[Collected data]
══════════

// SPDX-License-Identifier: PMPL-1.0-or-later
// Copyright (c) 2026 Jonathan D.A. Jewell (hyperpolymath) <jonathan.jewell@open.ac.uk>
//
// assetlabel: Core types, configuration and error definitions shared across
// all crates.

pub mod config;
pub mod error;
pub mod types;

pub use config::{AppConfig, FontSpec, InventoryConfig, LabelConfig, PrintUtility, PrinterConfig};
pub use error::LabelError;
pub use types::*;
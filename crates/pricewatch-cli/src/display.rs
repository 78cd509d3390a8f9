//! Terminal output for a finished cycle.
//!
//! The per-supplier results are rendered as an Arrow pretty-printed table,
//! followed by one detail line per produced report or failure.

use std::sync::Arc;

use arrow::array::{ArrayRef, StringArray, UInt64Array};
use arrow::datatypes::{DataType, Field, Schema};
use arrow::record_batch::RecordBatch;
use arrow::util::pretty::pretty_format_batches;
use pricewatch_core::CycleStatus;

use crate::runner::SupplierRun;

// ── Public API ──

/// Print the summary table and details for `runs`.
pub fn print_cycle_summary(runs: &[SupplierRun]) -> anyhow::Result<()> {
    if runs.is_empty() {
        println!("No suppliers selected.");
        return Ok(());
    }
    let batch = summary_batch(runs)?;
    println!("{}", pretty_format_batches(&[batch])?);

    let details = detail_lines(runs);
    if !details.is_empty() {
        println!();
        for line in details {
            println!("{line}");
        }
    }
    Ok(())
}

/// Whether any supplier failed; drives the process exit code.
pub fn any_failed(runs: &[SupplierRun]) -> bool {
    runs.iter().any(|r| r.status == CycleStatus::Failed)
}

// ── Table ──

fn summary_batch(runs: &[SupplierRun]) -> anyhow::Result<RecordBatch> {
    let schema = Schema::new(vec![
        Field::new("supplier", DataType::Utf8, false),
        Field::new("status", DataType::Utf8, false),
        Field::new("records", DataType::UInt64, false),
        Field::new("source", DataType::Utf8, true),
    ]);
    let suppliers: StringArray = runs.iter().map(|r| Some(r.supplier.as_str())).collect();
    let statuses: StringArray = runs.iter().map(|r| Some(r.status.as_str())).collect();
    let records: UInt64Array = runs.iter().map(|r| Some(r.records as u64)).collect();
    let sources: StringArray = runs
        .iter()
        .map(|r| {
            r.source
                .as_ref()
                .and_then(|p| p.file_name())
                .map(|n| n.to_string_lossy().into_owned())
        })
        .collect();

    let columns: Vec<ArrayRef> = vec![
        Arc::new(suppliers),
        Arc::new(statuses),
        Arc::new(records),
        Arc::new(sources),
    ];
    Ok(RecordBatch::try_new(Arc::new(schema), columns)?)
}

// ── Details ──

fn detail_lines(runs: &[SupplierRun]) -> Vec<String> {
    let mut out = Vec::new();
    for run in runs {
        if let Some(report) = &run.report {
            out.push(format!("  {:<26} report: {}", run.supplier, report));
        }
        if let Some(err) = &run.error {
            out.push(format!("  {:<26} error: {}", run.supplier, err));
        }
    }
    out
}
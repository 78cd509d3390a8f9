//! Set reconciliation between the current extraction and the stored baseline.
//!
//! Every id in `current ∪ previous` lands in exactly one bucket:
//!
//! | condition | bucket |
//! |---|---|
//! | only in current | `new_items` |
//! | only in previous | `removed_items` |
//! | in both, price rose | `price_up` |
//! | in both, price fell | `price_down` |
//! | in both, equal or either price missing | (unchanged, not reported) |
//!
//! All lists are sorted by id.

use std::collections::{BTreeMap, BTreeSet};

use serde::Serialize;

use crate::record::{Record, Snapshot};

/// A price movement for an id present on both sides.
#[derive(Debug, Clone, PartialEq, Serialize)]
pub struct PriceChange {
    pub id: String,
    pub currency: Option<String>,
    pub old_price: f64,
    pub new_price: f64,
    pub delta: f64,
    /// `delta / old_price * 100`; `None` when the old price is zero.
    pub delta_pct: Option<f64>,
}

/// An id present on one side only.
#[derive(Debug, Clone, PartialEq, Serialize)]
pub struct ItemChange {
    pub id: String,
    pub currency: Option<String>,
    pub price: Option<f64>,
}

/// Classified differences for one cycle.
#[derive(Debug, Clone, Default, PartialEq, Serialize)]
pub struct Diff {
    pub price_up: Vec<PriceChange>,
    pub price_down: Vec<PriceChange>,
    pub new_items: Vec<ItemChange>,
    pub removed_items: Vec<ItemChange>,
}

impl Diff {
    /// Whether any bucket is non-empty; gates report generation.
    pub fn has_changes(&self) -> bool {
        !(self.price_up.is_empty()
            && self.price_down.is_empty()
            && self.new_items.is_empty()
            && self.removed_items.is_empty())
    }

    /// Sum of deltas over `price_up`, rounded to 4 decimals.
    pub fn total_increase(&self) -> f64 {
        round4(self.price_up.iter().map(|c| c.delta).sum())
    }

    /// Sum of deltas over `price_down`, rounded to 4 decimals.
    pub fn total_decrease(&self) -> f64 {
        round4(self.price_down.iter().map(|c| c.delta).sum())
    }
}

fn round4(x: f64) -> f64 {
    (x * 10_000.0).round() / 10_000.0
}

/// Diff `current` against the `previous` baseline.
///
/// A repeated id in `current` keeps its last occurrence. A record whose price
/// is `None` is still reported as new when its id is new.
pub fn diff(previous: &Snapshot, current: &[Record]) -> Diff {
    let current_map: BTreeMap<&str, &Record> =
        current.iter().map(|r| (r.id.as_str(), r)).collect();

    let current_ids: BTreeSet<&str> = current_map.keys().copied().collect();
    let previous_ids: BTreeSet<&str> = previous.keys().map(String::as_str).collect();

    let mut out = Diff::default();

    for id in current_ids.difference(&previous_ids) {
        let rec = current_map[id];
        out.new_items.push(ItemChange {
            id: rec.id.clone(),
            currency: rec.currency.clone(),
            price: rec.price,
        });
    }

    for id in previous_ids.difference(&current_ids) {
        let entry = &previous[*id];
        out.removed_items.push(ItemChange {
            id: (*id).to_string(),
            currency: entry.currency.clone(),
            price: entry.price,
        });
    }

    for id in current_ids.intersection(&previous_ids) {
        let rec = current_map[id];
        let entry = &previous[*id];
        let (Some(old_price), Some(new_price)) = (entry.price, rec.price) else {
            continue;
        };
        let delta = new_price - old_price;
        if delta == 0.0 {
            continue;
        }
        let change = PriceChange {
            id: rec.id.clone(),
            currency: rec.currency.clone().or_else(|| entry.currency.clone()),
            old_price,
            new_price,
            delta,
            delta_pct: (old_price != 0.0).then(|| delta / old_price * 100.0),
        };
        if delta > 0.0 {
            out.price_up.push(change);
        } else {
            out.price_down.push(change);
        }
    }

    out
}
//! Spreadsheet adapter: loads `.xlsx`, `.xls` and `.ods` files through calamine.

use std::path::Path;

use calamine::{Data, Range, Reader, open_workbook_auto};
use pricewatch_core::{Cell, Sheet, Workbook, WorkbookError, WorkbookReader};
use tracing::debug;

/// [`WorkbookReader`] backed by calamine.
#[derive(Debug, Default, Clone, Copy)]
pub struct CalamineReader;

impl WorkbookReader for CalamineReader {
    fn open(&self, path: &Path) -> Result<Workbook, WorkbookError> {
        let mut book = open_workbook_auto(path).map_err(|e| WorkbookError::Open {
            path: path.to_path_buf(),
            source: Box::new(e),
        })?;

        let mut sheets = Vec::new();
        for name in book.sheet_names() {
            let range = book
                .worksheet_range(&name)
                .map_err(|e| WorkbookError::Sheet {
                    sheet: name.clone(),
                    source: Box::new(e),
                })?;
            sheets.push(Sheet::new(name, grid(&range)));
        }

        if sheets.is_empty() {
            return Err(WorkbookError::NoSheets(path.to_path_buf()));
        }
        debug!(path = %path.display(), sheets = sheets.len(), "workbook loaded");
        Ok(Workbook::new(sheets))
    }
}

/// Dense grid with every cell at its absolute position. calamine ranges start
/// at the first used cell, so leading rows and columns are padded.
fn grid(range: &Range<Data>) -> Vec<Vec<Cell>> {
    let Some((row0, col0)) = range.start() else {
        return Vec::new();
    };
    let (row0, col0) = (row0 as usize, col0 as usize);

    let mut rows: Vec<Vec<Cell>> = vec![Vec::new(); row0];
    for row in range.rows() {
        let mut out = vec![Cell::Empty; col0];
        out.extend(row.iter().map(to_cell));
        rows.push(out);
    }
    rows
}

fn to_cell(value: &Data) -> Cell {
    match value {
        Data::Empty | Data::Error(_) => Cell::Empty,
        Data::Int(i) => Cell::Number(*i as f64),
        Data::Float(f) => Cell::Number(*f),
        Data::Bool(b) => Cell::Bool(*b),
        Data::String(s) | Data::DateTimeIso(s) | Data::DurationIso(s) => {
            if s.trim().is_empty() {
                Cell::Empty
            } else {
                Cell::Text(s.clone())
            }
        }
        Data::DateTime(dt) => Cell::Number(dt.as_f64()),
    }
}
//! Storage layer: filesystem state, Parquet snapshots, spreadsheet reading.

mod error;
pub use error::StoreError;

pub mod fs;
pub use fs::FsStateStore;

pub mod snapshot;
pub use snapshot::{read_parquet, write_parquet};

mod workbook;
pub use workbook::CalamineReader;
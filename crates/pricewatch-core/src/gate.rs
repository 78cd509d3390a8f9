//! Content fingerprinting and the "has this file changed?" gate.

use std::fs::File;
use std::io::{self, Read};
use std::path::{Path, PathBuf};

use ring::digest::{Context, SHA256};
use thiserror::Error;
use tracing::{debug, info};

use crate::state::{BoxError, StateStore};

const CHUNK_SIZE: usize = 1 << 20;

/// Lowercase hex SHA-256 of everything `reader` yields, read in 1 MiB chunks.
pub fn fingerprint<R: Read>(mut reader: R) -> io::Result<String> {
    let mut ctx = Context::new(&SHA256);
    let mut buf = vec![0u8; CHUNK_SIZE];
    loop {
        let n = match reader.read(&mut buf) {
            Ok(0) => break,
            Ok(n) => n,
            Err(e) if e.kind() == io::ErrorKind::Interrupted => continue,
            Err(e) => return Err(e),
        };
        ctx.update(&buf[..n]);
    }
    Ok(hex(ctx.finish().as_ref()))
}

/// [`fingerprint`] of a file's bytes.
pub fn fingerprint_file(path: &Path) -> io::Result<String> {
    fingerprint(File::open(path)?)
}

fn hex(bytes: &[u8]) -> String {
    use std::fmt::Write;
    let mut s = String::with_capacity(bytes.len() * 2);
    for b in bytes {
        let _ = write!(s, "{b:02x}");
    }
    s
}

/// Why the gate could not decide.
#[derive(Debug, Error)]
pub enum GateError {
    /// The source file could not be read.
    #[error("reading {}: {source}", path.display())]
    Source {
        path: PathBuf,
        #[source]
        source: io::Error,
    },

    /// The stored hash could not be read or replaced.
    #[error("hash store: {source}")]
    Store { source: BoxError },
}

/// Outcome of [`should_process`].
#[derive(Debug, Clone, PartialEq, Eq)]
pub struct GateDecision {
    pub changed: bool,
    pub hash: String,
}

/// Compare `path` against the stored hash for `supplier`.
///
/// When the content differs (or nothing was stored) the new hash is persisted
/// before returning, so a later failure in the same cycle will not cause the
/// file to be retried.
pub fn should_process(
    store: &dyn StateStore,
    supplier: &str,
    path: &Path,
) -> Result<GateDecision, GateError> {
    let hash = fingerprint_file(path).map_err(|source| GateError::Source {
        path: path.to_path_buf(),
        source,
    })?;
    let previous = store.read_hash(supplier).map_err(|source| GateError::Store { source })?;

    if previous.as_deref() == Some(hash.as_str()) {
        debug!(supplier, hash = %hash, "content unchanged");
        return Ok(GateDecision {
            changed: false,
            hash,
        });
    }

    store.write_hash(supplier, &hash).map_err(|source| GateError::Store { source })?;
    info!(supplier, hash = %hash, first_seen = previous.is_none(), "new content");
    Ok(GateDecision {
        changed: true,
        hash,
    })
}
/// Arrow schemas and batch builders for every table Pricewatch writes.
///
/// Column order here is the column order of the published files.
pub mod tables {
    use std::sync::Arc;

    use arrow::array::{
        Array, ArrayRef, Float64Array, Float64Builder, Int32Array, StringArray, StringBuilder,
        UInt64Array,
    };
    use arrow::datatypes::{DataType, Field, Schema, SchemaRef};
    use arrow::error::ArrowError;
    use arrow::record_batch::RecordBatch;
    use chrono::NaiveDateTime;

    use crate::diff::{Diff, ItemChange, PriceChange};
    use crate::record::{Record, Snapshot, SnapshotEntry};

    /// Timestamp rendering used in report summaries.
    pub const TIMESTAMP_FORMAT: &str = "%Y-%m-%d %H:%M:%S";

    // ── Schemas ──

    /// Published availability table. `stock` is the 0/2/6 unit hint.
    pub fn availability_schema() -> Schema {
        Schema::new(vec![
            Field::new("id", DataType::Utf8, false),
            Field::new("stock", DataType::Int32, true),
            Field::new("price", DataType::Float64, true),
            Field::new("currency", DataType::Utf8, true),
        ])
    }

    /// `price_up.csv` / `price_down.csv`.
    pub fn price_change_schema() -> Schema {
        Schema::new(vec![
            Field::new("id", DataType::Utf8, false),
            Field::new("currency", DataType::Utf8, true),
            Field::new("old_price", DataType::Float64, false),
            Field::new("new_price", DataType::Float64, false),
            Field::new("delta", DataType::Float64, false),
            Field::new("delta_pct", DataType::Float64, true),
        ])
    }

    /// `new_items.csv` / `removed_items.csv`.
    pub fn item_change_schema() -> Schema {
        Schema::new(vec![
            Field::new("id", DataType::Utf8, false),
            Field::new("currency", DataType::Utf8, true),
            Field::new("price", DataType::Float64, true),
        ])
    }

    /// One-row report summary.
    pub fn summary_schema() -> Schema {
        Schema::new(vec![
            Field::new("supplier", DataType::Utf8, false),
            Field::new("generated_at", DataType::Utf8, false),
            Field::new("price_up", DataType::UInt64, false),
            Field::new("price_down", DataType::UInt64, false),
            Field::new("new_items", DataType::UInt64, false),
            Field::new("removed_items", DataType::UInt64, false),
            Field::new("total_increase", DataType::Float64, false),
            Field::new("total_decrease", DataType::Float64, false),
        ])
    }

    /// Persisted per-supplier baseline.
    pub fn snapshot_schema() -> Schema {
        Schema::new(vec![
            Field::new("id", DataType::Utf8, false),
            Field::new("price", DataType::Float64, true),
            Field::new("currency", DataType::Utf8, true),
        ])
    }

    // ── Builders ──

    fn batch(schema: Schema, columns: Vec<ArrayRef>) -> Result<RecordBatch, ArrowError> {
        RecordBatch::try_new(SchemaRef::new(schema), columns)
    }

    fn utf8<'a>(values: impl Iterator<Item = Option<&'a str>>) -> ArrayRef {
        let mut b = StringBuilder::new();
        for v in values {
            b.append_option(v);
        }
        Arc::new(b.finish())
    }

    fn f64s(values: impl Iterator<Item = Option<f64>>) -> ArrayRef {
        let mut b = Float64Builder::new();
        for v in values {
            b.append_option(v);
        }
        Arc::new(b.finish())
    }

    pub fn availability_batch(records: &[Record]) -> Result<RecordBatch, ArrowError> {
        let stock: Int32Array = records
            .iter()
            .map(|r| r.stock_level.map(|s| s.units()))
            .collect();
        batch(
            availability_schema(),
            vec![
                utf8(records.iter().map(|r| Some(r.id.as_str()))),
                Arc::new(stock),
                f64s(records.iter().map(|r| r.price)),
                utf8(records.iter().map(|r| r.currency.as_deref())),
            ],
        )
    }

    pub fn price_change_batch(changes: &[PriceChange]) -> Result<RecordBatch, ArrowError> {
        batch(
            price_change_schema(),
            vec![
                utf8(changes.iter().map(|c| Some(c.id.as_str()))),
                utf8(changes.iter().map(|c| c.currency.as_deref())),
                f64s(changes.iter().map(|c| Some(c.old_price))),
                f64s(changes.iter().map(|c| Some(c.new_price))),
                f64s(changes.iter().map(|c| Some(c.delta))),
                f64s(changes.iter().map(|c| c.delta_pct)),
            ],
        )
    }

    pub fn item_change_batch(items: &[ItemChange]) -> Result<RecordBatch, ArrowError> {
        batch(
            item_change_schema(),
            vec![
                utf8(items.iter().map(|c| Some(c.id.as_str()))),
                utf8(items.iter().map(|c| c.currency.as_deref())),
                f64s(items.iter().map(|c| c.price)),
            ],
        )
    }

    pub fn summary_batch(
        supplier: &str,
        generated_at: NaiveDateTime,
        diff: &Diff,
    ) -> Result<RecordBatch, ArrowError> {
        let count = |n: usize| -> ArrayRef { Arc::new(UInt64Array::from(vec![n as u64])) };
        batch(
            summary_schema(),
            vec![
                Arc::new(StringArray::from(vec![supplier])),
                Arc::new(StringArray::from(vec![
                    generated_at.format(TIMESTAMP_FORMAT).to_string(),
                ])),
                count(diff.price_up.len()),
                count(diff.price_down.len()),
                count(diff.new_items.len()),
                count(diff.removed_items.len()),
                Arc::new(Float64Array::from(vec![diff.total_increase()])),
                Arc::new(Float64Array::from(vec![diff.total_decrease()])),
            ],
        )
    }

    pub fn snapshot_batch(snapshot: &Snapshot) -> Result<RecordBatch, ArrowError> {
        batch(
            snapshot_schema(),
            vec![
                utf8(snapshot.keys().map(|k| Some(k.as_str()))),
                f64s(snapshot.values().map(|e| e.price)),
                utf8(snapshot.values().map(|e| e.currency.as_deref())),
            ],
        )
    }

    fn column<'a, T: Array + 'static>(
        batch: &'a RecordBatch,
        name: &str,
    ) -> Result<&'a T, ArrowError> {
        batch
            .column_by_name(name)
            .and_then(|c| c.as_any().downcast_ref::<T>())
            .ok_or_else(|| ArrowError::SchemaError(format!("missing or mistyped column '{name}'")))
    }

    /// Rebuild a baseline from batches in [`snapshot_schema`].
    pub fn snapshot_from_batches(batches: &[RecordBatch]) -> Result<Snapshot, ArrowError> {
        let mut snapshot = Snapshot::new();
        for b in batches {
            let ids = column::<StringArray>(b, "id")?;
            let prices = column::<Float64Array>(b, "price")?;
            let currencies = column::<StringArray>(b, "currency")?;
            for i in 0..b.num_rows() {
                if ids.is_null(i) {
                    continue;
                }
                snapshot.insert(
                    ids.value(i).to_string(),
                    SnapshotEntry {
                        price: (!prices.is_null(i)).then(|| prices.value(i)),
                        currency: (!currencies.is_null(i)).then(|| currencies.value(i).to_string()),
                    },
                );
            }
        }
        Ok(snapshot)
    }
}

══════════

Aim of the task:
Answer with a single number, the count of lines in the data that contain "bucket".

Written response:
3